Romans 8: 21…the creation itself will be set free from its bondage to decay and will obtain the freedom of the glory of the children of God. 22 We know that the whole creation has been groaning in labor pains until now; 23 and not only the creation, but we ourselves, who have the first fruits of the Spirit, groan inwardly while we wait for adoption, the redemption of our bodies.
I see that this message on Creation is just in time to be a week late for Earth Day, last Sunday. But if it helps, it would be true to say that I was doing much research lately on this topic: about a day and a half fishing and much time on horseback.
As the humorist, Dave Berry, often says, “I am not making this up:” Someone once bought a three-legged fryer in a supermarket. That’s a chicken cut-up for frying, with an extra leg thrown in so that your three kids don’t fight over two drumsticks. He came back the next day demanding either that he get the fourth and missing leg, or his money back.
I heard that story on a radio program about our growing distance and detachment from the natural world. Increasingly, people know more about Hollywood movie stars, than about the stars that bedeck the night sky. Increasingly we spend more time in video games and “virtual realities” of our own making, than we do in the woods, on the water, in the fields or the forest, or even just walking our neighborhood streets. Psychologists and educators are starting to call this state of affairs, “nature deficit disorder.” They say that it can lead to high levels of stress, depression and aggression, to which I would add a dangerous ignorance and arrogance about both human nature and of the rest of Nature.
And that when our planet most needs some respect and tender loving care, what with the climate going crazy, so much topsoil washing out to sea, and new generations of pests emerging to take advantage of the millions of miles of nothing but corn and soybeans in the Midwest, or for variety, soybeans and corn.
Some people blame the church, the gospel and the Bible for such environmental degradation. Before the gospel and the church, some people say, we were all innocent, peaceful pagans who wouldn’t dare cut down the trees for fear of offending their spirits. And so we lived in happy harmony with nature, until the Christian missionaries came along and said that God commands us to multiply, subdue the earth and have dominion over it. Then we logged off the sacred forests and exposed the topsoil, and bulldozed the mountains for coal, all in the name of Christ and commerce. And since Jesus was coming back soon, we didn’t worry about what we left for future generations.
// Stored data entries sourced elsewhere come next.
//! Canned queries against the European Pollen Database.
//!
//! Column names are kept as they are in the EPD to keep downstream analysis
//! readable against the EPD documentation.
//!
//! Every catalog entry has the same shape, [`QueryFn`]: it takes a database
//! connection and a set of EPD site numbers and returns a [`Table`].

pub mod builder;
mod health;
mod registry;
mod site_loc_info;
mod site_pollen_abundance;

pub use health::check_connection;
pub use registry::{QueryFn, QueryRegistry};
pub use site_loc_info::{site_loc_info, site_loc_info_select};
pub use site_pollen_abundance::{site_pollen_abundance, site_pollen_abundance_select};

use std::collections::BTreeSet;

use log::debug;
use thiserror::Error;

use crate::db::{DatabaseBackend, DbError};
use crate::types::{Table, TableError};
use builder::{CompiledQuery, Select};

#[derive(Error, Debug)]
pub enum QueryError {
    #[error("Could not connect to the EPD: {source}")]
    Connectivity {
        #[source]
        source: DbError,
    },

    #[error("Table '{table}' does not exist. Check the EPD has been restored")]
    MissingTable { table: String },

    #[error("No query named '{name}' (available: {available})")]
    UnknownQuery { name: String, available: String },

    #[error("Data integrity violation: {0}")]
    Integrity(#[from] TableError),

    #[error(transparent)]
    Db(#[from] DbError),
}

/// A set of EPD site numbers (the `site_` field of `siteloc` and `entity`).
///
/// Duplicates and input order are irrelevant; the set is used for filtering.
#[derive(Debug, Clone, Default, PartialEq, Eq)]
pub struct SiteIds(BTreeSet<i32>);

impl SiteIds {
    pub fn new(ids: impl IntoIterator<Item = i32>) -> Self {
        Self(ids.into_iter().collect())
    }

    pub fn contains(&self, id: i32) -> bool {
        self.0.contains(&id)
    }

    pub fn len(&self) -> usize {
        self.0.len()
    }

    pub fn is_empty(&self) -> bool {
        self.0.is_empty()
    }

    pub fn iter(&self) -> impl Iterator<Item = i32> + '_ {
        self.0.iter().copied()
    }
}

impl FromIterator<i32> for SiteIds {
    fn from_iter<T: IntoIterator<Item = i32>>(iter: T) -> Self {
        Self::new(iter)
    }
}

/// Run a catalog select and shape the result.
///
/// Tables are reflected before the query runs, so an unrestored database is
/// reported as a missing table rather than a generic query failure. The
/// identifying key must be unique in the result.
pub(crate) fn run_select(
    db: &mut dyn DatabaseBackend,
    select: &Select,
    key: &[&str],
) -> Result<Table, QueryError> {
    for table in select.tables() {
        if !db.relation_exists(table)? {
            return Err(QueryError::MissingTable {
                table: table.to_string(),
            });
        }
    }

    let compiled = CompiledQuery::from_builder(select);
    let result = compiled.execute(db).map_err(|e| match e {
        DbError::UndefinedTable { message } => QueryError::MissingTable {
            table: undefined_relation(&message),
        },
        other => QueryError::Db(other),
    })?;
    debug!("Query returned {} rows", result.rows.len());

    let table = Table::from_query_result(result)?.with_key(key)?;
    table.ensure_unique_key()?;
    Ok(table)
}

/// Pull the relation name out of `relation "x" does not exist`.
fn undefined_relation(message: &str) -> String {
    message
        .split('"')
        .nth(1)
        .map_or_else(|| message.to_string(), str::to_string)
}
Not only is that view of history simplistic and overblown, it doesn’t do justice to God, the gospel nor the Bible. Not if Jesus is our model for whatever is meant by “dominion.” Still, Western European and American Christianity bear some responsibility, not because of what we read in the Bible, but because of what we read into the Bible. We in the West have tended to read into the Bible the very ancient Greek tendency to separate spirit from matter, and to think that the whole point of being spiritual was to escape all that was earthly, material, solid and creaturely, into a realm of pure spirit, in order to become pure spirit. It led to those visions and ideas of heaven and salvation being a state of floating about, disembodied among the clouds or the stars, playing invisible harps. As for the world, the woods, the waters and the earth, at best we saw them as a platform, or a launching pad for our escape into a realm of pure spirit; at worst, we saw them as simply the bricks and walls of our spirits’ prison, to demolish, dismantle and use any way we like.
But that’s not the heaven we heard about earlier this morning in John’s Revelation (22:1-5). And in most of Paul’s letters in the New Testament, and in those of John and Jude, this creation-negating, earth-denying, detached and disembodied spirituality so-called is directly challenged, and nowhere more so than in today’s reading from Romans 8. We typically go to Paul’s letter to the Romans to read about how individual souls are saved and go to heaven, and it will tell us that, marvelously. But Paul locates our wonderful hope of eternal life in something bigger than the salvation of our individual spirits. In today’s passage, he locates our salvation within the bigger picture of God rescuing and redeeming the entire cosmos from death, decay and the devil. In fact, he describes the Christian church and each redeemed Christian soul as the first fruits, or the pilot project, of the restoration of a sin-spoiled planet. And all Creation is watching to see how we do.
Based on this passage in Romans 8, and my experience with nature, I see God doing three things with his Creation and through his Creation that are in today’s message outline: 1) God makes of His Creation a partner in redeeming grace for us; 2) God makes of His Creation a channel of redeeming grace for us; and 3) God makes of His Creation a spiritual discipline for shaping, forming and teaching us.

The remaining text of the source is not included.